Aim of the exercise: If a line in the entries below contains "update", copy it.
────────────────────────────────────────
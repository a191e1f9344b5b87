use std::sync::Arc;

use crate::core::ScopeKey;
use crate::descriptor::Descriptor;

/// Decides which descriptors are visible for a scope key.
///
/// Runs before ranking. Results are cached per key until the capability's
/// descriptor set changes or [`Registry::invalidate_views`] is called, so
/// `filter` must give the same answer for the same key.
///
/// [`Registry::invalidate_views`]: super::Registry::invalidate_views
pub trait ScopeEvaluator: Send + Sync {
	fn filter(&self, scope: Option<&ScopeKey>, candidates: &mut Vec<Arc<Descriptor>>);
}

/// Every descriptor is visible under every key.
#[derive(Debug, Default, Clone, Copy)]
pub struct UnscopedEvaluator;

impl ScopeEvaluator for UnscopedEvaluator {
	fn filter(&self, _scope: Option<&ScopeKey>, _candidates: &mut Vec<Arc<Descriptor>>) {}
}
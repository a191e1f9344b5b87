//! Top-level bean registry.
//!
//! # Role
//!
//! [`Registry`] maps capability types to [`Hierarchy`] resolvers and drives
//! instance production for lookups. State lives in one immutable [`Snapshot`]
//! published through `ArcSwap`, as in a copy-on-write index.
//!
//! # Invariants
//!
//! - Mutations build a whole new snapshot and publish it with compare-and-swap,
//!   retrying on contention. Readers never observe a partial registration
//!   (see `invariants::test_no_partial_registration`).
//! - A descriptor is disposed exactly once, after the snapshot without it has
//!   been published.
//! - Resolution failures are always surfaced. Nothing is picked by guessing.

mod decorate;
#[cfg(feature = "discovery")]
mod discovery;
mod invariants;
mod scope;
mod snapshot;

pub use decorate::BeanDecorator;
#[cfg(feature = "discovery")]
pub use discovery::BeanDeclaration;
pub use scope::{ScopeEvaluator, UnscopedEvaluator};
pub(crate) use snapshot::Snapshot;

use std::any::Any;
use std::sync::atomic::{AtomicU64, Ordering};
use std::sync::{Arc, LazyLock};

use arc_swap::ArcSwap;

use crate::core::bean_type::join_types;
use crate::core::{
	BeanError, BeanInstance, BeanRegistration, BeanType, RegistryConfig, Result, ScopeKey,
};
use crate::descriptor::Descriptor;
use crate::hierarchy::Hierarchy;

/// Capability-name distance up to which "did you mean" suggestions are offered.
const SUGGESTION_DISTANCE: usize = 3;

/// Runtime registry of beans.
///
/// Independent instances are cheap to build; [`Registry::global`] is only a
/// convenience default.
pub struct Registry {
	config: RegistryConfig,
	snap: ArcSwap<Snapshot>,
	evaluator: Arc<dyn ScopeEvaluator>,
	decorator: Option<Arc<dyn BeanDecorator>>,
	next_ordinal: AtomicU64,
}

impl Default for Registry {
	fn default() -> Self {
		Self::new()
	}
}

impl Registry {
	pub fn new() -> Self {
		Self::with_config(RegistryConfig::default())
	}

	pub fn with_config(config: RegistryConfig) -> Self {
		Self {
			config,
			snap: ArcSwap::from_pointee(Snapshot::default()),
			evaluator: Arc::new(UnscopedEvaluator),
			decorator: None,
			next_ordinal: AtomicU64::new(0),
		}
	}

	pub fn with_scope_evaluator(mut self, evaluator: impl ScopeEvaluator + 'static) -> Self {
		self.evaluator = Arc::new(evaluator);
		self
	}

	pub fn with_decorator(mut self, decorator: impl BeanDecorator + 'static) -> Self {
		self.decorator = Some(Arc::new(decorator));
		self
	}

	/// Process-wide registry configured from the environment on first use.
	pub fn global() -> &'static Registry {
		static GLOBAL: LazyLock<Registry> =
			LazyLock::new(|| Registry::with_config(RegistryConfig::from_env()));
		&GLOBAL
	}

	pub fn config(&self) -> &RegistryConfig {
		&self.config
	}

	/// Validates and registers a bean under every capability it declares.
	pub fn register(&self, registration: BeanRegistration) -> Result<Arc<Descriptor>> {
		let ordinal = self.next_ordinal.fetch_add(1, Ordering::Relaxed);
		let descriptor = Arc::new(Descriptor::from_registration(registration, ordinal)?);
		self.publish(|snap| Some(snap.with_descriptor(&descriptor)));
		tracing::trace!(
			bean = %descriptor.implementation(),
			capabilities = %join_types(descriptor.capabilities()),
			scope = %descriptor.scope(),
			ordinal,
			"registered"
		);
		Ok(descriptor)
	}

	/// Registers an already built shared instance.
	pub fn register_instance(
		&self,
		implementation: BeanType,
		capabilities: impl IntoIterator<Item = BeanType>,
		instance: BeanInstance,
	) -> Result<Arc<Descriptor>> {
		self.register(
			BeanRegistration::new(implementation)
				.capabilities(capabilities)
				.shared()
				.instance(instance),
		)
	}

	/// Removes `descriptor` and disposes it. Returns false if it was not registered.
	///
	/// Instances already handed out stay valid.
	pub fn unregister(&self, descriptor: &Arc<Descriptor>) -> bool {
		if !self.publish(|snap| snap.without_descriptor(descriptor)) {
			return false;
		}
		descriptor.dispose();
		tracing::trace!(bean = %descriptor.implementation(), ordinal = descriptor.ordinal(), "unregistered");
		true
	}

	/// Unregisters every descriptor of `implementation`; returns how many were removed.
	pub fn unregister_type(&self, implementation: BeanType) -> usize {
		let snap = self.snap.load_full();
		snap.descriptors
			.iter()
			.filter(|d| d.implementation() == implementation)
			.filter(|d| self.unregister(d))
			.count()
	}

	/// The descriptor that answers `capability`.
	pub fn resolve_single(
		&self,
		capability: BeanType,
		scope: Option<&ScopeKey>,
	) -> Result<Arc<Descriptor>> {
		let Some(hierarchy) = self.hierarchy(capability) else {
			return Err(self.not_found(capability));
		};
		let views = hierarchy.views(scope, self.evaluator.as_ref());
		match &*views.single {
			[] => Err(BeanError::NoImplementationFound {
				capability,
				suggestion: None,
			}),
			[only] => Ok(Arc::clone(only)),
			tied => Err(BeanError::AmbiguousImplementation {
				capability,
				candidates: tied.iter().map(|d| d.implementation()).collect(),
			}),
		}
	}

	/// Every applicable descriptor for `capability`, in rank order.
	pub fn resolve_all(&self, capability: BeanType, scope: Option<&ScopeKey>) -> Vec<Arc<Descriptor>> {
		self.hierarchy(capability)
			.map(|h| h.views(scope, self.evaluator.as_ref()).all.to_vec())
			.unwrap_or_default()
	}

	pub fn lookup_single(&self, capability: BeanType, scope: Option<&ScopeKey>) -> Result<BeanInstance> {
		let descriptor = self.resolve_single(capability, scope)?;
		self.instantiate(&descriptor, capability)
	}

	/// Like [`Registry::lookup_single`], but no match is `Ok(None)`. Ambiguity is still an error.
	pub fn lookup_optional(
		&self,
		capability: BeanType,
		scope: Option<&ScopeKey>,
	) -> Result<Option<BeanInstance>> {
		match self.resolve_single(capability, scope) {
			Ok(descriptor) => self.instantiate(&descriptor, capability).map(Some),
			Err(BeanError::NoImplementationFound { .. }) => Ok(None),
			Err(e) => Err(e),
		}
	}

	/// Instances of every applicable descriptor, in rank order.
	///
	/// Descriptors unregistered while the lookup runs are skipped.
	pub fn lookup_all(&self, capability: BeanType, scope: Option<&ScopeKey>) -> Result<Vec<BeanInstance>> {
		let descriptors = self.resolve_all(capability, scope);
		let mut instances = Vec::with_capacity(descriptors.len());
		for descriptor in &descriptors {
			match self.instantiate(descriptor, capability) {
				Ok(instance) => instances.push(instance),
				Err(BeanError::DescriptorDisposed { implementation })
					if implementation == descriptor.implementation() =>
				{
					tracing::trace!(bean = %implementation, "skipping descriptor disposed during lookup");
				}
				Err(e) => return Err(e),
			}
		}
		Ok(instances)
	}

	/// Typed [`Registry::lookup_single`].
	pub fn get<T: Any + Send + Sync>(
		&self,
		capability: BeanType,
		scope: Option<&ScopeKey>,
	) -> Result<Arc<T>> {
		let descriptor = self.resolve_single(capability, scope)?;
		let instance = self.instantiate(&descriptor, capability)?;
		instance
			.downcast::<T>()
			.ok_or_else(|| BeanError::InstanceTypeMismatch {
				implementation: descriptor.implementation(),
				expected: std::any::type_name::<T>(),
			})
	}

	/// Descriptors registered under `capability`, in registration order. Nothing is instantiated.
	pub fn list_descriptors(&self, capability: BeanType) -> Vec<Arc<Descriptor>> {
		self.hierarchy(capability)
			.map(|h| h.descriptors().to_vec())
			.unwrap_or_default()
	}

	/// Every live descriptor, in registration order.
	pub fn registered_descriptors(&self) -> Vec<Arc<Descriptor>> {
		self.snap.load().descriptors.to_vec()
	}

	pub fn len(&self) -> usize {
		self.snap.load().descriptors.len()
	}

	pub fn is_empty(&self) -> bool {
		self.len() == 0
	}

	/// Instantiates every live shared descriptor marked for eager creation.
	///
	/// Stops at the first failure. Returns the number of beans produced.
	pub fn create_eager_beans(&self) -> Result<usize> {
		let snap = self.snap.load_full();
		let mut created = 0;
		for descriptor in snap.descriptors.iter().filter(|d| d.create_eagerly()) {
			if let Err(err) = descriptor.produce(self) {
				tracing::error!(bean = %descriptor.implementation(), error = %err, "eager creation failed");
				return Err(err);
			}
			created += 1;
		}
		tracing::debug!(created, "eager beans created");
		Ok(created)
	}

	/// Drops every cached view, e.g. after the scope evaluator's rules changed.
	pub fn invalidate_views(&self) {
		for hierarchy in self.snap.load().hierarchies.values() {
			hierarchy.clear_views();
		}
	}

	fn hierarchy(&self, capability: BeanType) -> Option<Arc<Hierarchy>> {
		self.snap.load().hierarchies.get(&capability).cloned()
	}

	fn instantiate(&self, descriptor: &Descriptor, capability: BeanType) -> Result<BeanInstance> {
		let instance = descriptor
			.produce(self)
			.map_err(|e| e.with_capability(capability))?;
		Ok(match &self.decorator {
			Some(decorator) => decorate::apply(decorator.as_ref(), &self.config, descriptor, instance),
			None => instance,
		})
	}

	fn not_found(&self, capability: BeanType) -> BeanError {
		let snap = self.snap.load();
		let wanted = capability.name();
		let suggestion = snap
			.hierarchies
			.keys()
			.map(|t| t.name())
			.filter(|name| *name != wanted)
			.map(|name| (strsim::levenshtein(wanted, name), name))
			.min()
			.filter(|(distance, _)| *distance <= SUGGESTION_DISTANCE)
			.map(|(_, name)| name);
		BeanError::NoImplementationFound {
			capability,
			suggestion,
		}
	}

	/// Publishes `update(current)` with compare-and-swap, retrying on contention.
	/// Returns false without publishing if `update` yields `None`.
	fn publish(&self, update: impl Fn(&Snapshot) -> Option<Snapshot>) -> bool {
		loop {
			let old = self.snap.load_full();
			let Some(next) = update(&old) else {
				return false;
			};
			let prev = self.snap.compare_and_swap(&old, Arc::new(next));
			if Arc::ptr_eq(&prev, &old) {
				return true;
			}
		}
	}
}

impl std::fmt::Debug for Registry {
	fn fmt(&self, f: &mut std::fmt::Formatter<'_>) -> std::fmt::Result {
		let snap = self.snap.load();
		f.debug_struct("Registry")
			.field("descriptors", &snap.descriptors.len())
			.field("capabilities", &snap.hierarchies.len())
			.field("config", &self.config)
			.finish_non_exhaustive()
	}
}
────────────────────────────────────────
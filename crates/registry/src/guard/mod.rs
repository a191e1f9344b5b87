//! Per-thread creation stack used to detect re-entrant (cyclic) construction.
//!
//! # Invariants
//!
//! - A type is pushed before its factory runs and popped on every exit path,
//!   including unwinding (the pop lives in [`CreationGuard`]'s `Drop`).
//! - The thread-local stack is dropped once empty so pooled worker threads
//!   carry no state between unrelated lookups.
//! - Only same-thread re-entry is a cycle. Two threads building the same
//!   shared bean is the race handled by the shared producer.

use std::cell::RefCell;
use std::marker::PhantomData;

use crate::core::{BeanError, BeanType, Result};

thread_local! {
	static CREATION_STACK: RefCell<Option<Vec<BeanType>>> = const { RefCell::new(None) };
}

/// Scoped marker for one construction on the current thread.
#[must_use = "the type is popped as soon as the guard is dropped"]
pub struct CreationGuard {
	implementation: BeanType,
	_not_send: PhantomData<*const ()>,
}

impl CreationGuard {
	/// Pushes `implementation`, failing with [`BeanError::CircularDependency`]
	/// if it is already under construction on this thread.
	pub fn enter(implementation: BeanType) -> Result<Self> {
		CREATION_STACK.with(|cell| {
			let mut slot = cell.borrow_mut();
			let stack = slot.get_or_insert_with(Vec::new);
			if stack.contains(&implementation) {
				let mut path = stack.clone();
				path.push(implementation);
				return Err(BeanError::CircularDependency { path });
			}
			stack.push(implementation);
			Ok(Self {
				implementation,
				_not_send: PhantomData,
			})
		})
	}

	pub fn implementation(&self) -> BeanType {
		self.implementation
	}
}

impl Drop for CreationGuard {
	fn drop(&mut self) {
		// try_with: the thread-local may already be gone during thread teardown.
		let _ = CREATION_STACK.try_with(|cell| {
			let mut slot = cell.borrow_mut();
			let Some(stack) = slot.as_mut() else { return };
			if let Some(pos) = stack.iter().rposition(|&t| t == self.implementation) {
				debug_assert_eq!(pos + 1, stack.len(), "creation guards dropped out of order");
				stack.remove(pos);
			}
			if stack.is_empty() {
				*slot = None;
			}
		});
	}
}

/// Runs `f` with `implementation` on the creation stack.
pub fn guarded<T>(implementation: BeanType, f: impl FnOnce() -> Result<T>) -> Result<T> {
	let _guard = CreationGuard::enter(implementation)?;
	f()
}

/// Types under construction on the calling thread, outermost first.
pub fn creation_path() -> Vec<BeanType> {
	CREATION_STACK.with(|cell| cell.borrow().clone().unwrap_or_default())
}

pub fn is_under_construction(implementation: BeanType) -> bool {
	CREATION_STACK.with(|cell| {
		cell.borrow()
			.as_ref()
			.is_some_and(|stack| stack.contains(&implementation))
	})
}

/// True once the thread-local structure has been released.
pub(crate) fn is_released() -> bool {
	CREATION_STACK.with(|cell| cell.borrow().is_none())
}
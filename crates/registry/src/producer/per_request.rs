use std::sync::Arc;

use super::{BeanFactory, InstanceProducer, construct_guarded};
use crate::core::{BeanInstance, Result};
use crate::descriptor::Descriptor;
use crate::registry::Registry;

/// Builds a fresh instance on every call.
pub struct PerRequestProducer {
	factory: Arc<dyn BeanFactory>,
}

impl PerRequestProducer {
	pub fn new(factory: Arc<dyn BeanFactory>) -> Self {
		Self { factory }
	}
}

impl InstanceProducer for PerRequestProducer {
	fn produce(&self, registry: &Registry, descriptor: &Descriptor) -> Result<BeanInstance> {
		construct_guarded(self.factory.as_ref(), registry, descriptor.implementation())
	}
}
────────────────────────────────────────
Response to this exercise:
	/// Publishes `update(current)` with compare-and-swap, retrying on contention.
	/// Returns false without publishing if `update` yields `None`.
	fn publish(&self, update: impl Fn(&Snapshot) -> Option<Snapshot>) -> bool {
			let Some(next) = update(&old) else {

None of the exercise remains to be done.